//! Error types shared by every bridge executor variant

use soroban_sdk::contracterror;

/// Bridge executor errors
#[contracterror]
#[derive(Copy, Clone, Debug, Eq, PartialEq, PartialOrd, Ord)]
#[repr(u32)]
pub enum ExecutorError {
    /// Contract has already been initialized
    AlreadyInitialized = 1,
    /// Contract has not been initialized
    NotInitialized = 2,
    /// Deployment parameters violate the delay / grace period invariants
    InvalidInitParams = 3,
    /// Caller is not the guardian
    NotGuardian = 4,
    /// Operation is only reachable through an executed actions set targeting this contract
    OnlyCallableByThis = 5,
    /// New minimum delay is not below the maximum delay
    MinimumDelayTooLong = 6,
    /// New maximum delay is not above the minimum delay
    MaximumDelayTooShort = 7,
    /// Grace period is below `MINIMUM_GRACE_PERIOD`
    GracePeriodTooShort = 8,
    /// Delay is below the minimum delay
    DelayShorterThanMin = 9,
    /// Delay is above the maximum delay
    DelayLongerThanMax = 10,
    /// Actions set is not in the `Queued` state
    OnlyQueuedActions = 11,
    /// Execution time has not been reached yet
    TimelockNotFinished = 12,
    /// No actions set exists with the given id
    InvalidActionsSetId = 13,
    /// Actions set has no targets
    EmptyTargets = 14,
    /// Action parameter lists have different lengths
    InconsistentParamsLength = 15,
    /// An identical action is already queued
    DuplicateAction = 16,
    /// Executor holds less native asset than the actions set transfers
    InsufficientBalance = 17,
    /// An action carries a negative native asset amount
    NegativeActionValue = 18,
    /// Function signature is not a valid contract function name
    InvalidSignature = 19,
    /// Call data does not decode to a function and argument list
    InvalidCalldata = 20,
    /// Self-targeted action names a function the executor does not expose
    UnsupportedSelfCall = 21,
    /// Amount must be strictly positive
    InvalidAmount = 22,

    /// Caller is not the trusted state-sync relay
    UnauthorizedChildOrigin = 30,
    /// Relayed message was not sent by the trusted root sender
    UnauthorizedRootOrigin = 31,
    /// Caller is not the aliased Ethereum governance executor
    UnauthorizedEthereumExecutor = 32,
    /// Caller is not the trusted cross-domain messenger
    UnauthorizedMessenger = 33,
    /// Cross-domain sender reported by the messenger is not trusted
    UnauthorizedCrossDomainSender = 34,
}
*****
## What you need to do
Your answer should be only a number: how many lines in the records hold the word "below".

## Answer to the exercise
3